____ Input data

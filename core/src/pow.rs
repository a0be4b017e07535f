//! Proof-of-work target math and verification.
//!
//! The nonce search itself lives in the `bitmessage-pow` worker crate;
//! this module owns the arithmetic both sides must agree on.

use crate::crypto::Cryptography;
use crate::error::{CoreError, CoreResult};

/// Network-wide minimum difficulty.
pub const NETWORK_NONCE_TRIALS_PER_BYTE: u64 = 1000;
pub const NETWORK_EXTRA_BYTES: u64 = 1000;

/// Bytes of the nonce field at the start of every object.
pub const NONCE_LENGTH: usize = 8;

/// Upper bound the first eight bytes of the PoW hash must not exceed.
///
/// `target = 2^64 / (ntpb * (len + eb + ttl * (len + eb) / 2^16))`
/// where `len` is the object length excluding the nonce. Intermediate
/// math runs in u128 so the 2^64 dividend is exact. Callers enforcing
/// the network floor take `max(announced, NETWORK_*)` before calling.
pub fn pow_target(payload_length: u64, ttl: u64, nonce_trials_per_byte: u64, extra_bytes: u64) -> u64 {
    let ntpb = nonce_trials_per_byte as u128;
    let eb = extra_bytes as u128;
    let len = payload_length as u128;
    let padded = len + eb;
    let denominator = ntpb * (padded + (ttl as u128 * padded) / 65536);
    let target = (1u128 << 64) / denominator.max(1);
    target.min(u64::MAX as u128) as u64
}

/// SHA-512 over everything after the nonce; the value the solver grinds
/// against.
pub fn initial_hash(crypto: &dyn Cryptography, object_bytes: &[u8]) -> CoreResult<[u8; 64]> {
    if object_bytes.len() < NONCE_LENGTH {
        return Err(CoreError::parse("object shorter than its nonce"));
    }
    Ok(crypto.sha512(&[&object_bytes[NONCE_LENGTH..]]))
}

/// The numeric PoW value of a nonce against an initial hash: the first
/// eight bytes of `sha512(sha512(nonce || initial_hash))`, big-endian.
pub fn pow_value(crypto: &dyn Cryptography, nonce: &[u8; 8], initial_hash: &[u8; 64]) -> u64 {
    let digest = crypto.double_sha512(&[nonce, initial_hash]);
    u64::from_be_bytes(digest[..8].try_into().expect("slice of 8 bytes"))
}

/// Verifies the leading nonce of a serialized object against the target
/// implied by its length and remaining time to live.
pub fn check_proof_of_work(
    crypto: &dyn Cryptography,
    object_bytes: &[u8],
    expires_time: u64,
    now: u64,
    nonce_trials_per_byte: u64,
    extra_bytes: u64,
) -> CoreResult<bool> {
    if object_bytes.len() < NONCE_LENGTH {
        return Err(CoreError::parse("object shorter than its nonce"));
    }
    let nonce: [u8; 8] = object_bytes[..NONCE_LENGTH]
        .try_into()
        .expect("checked length");
    let ttl = expires_time.saturating_sub(now);
    let target = pow_target(
        (object_bytes.len() - NONCE_LENGTH) as u64,
        ttl,
        nonce_trials_per_byte,
        extra_bytes,
    );
    let hash = initial_hash(crypto, object_bytes)?;
    Ok(pow_value(crypto, &nonce, &hash) <= target)
}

________

Work order:
Please go through the data above and copy each line that has the word "Cryptography".

Answer box:
use crate::crypto::Cryptography;
pub fn initial_hash(crypto: &dyn Cryptography, object_bytes: &[u8]) -> CoreResult<[u8; 64]> {
pub fn pow_value(crypto: &dyn Cryptography, nonce: &[u8; 8], initial_hash: &[u8; 64]) -> u64 {
    crypto: &dyn Cryptography,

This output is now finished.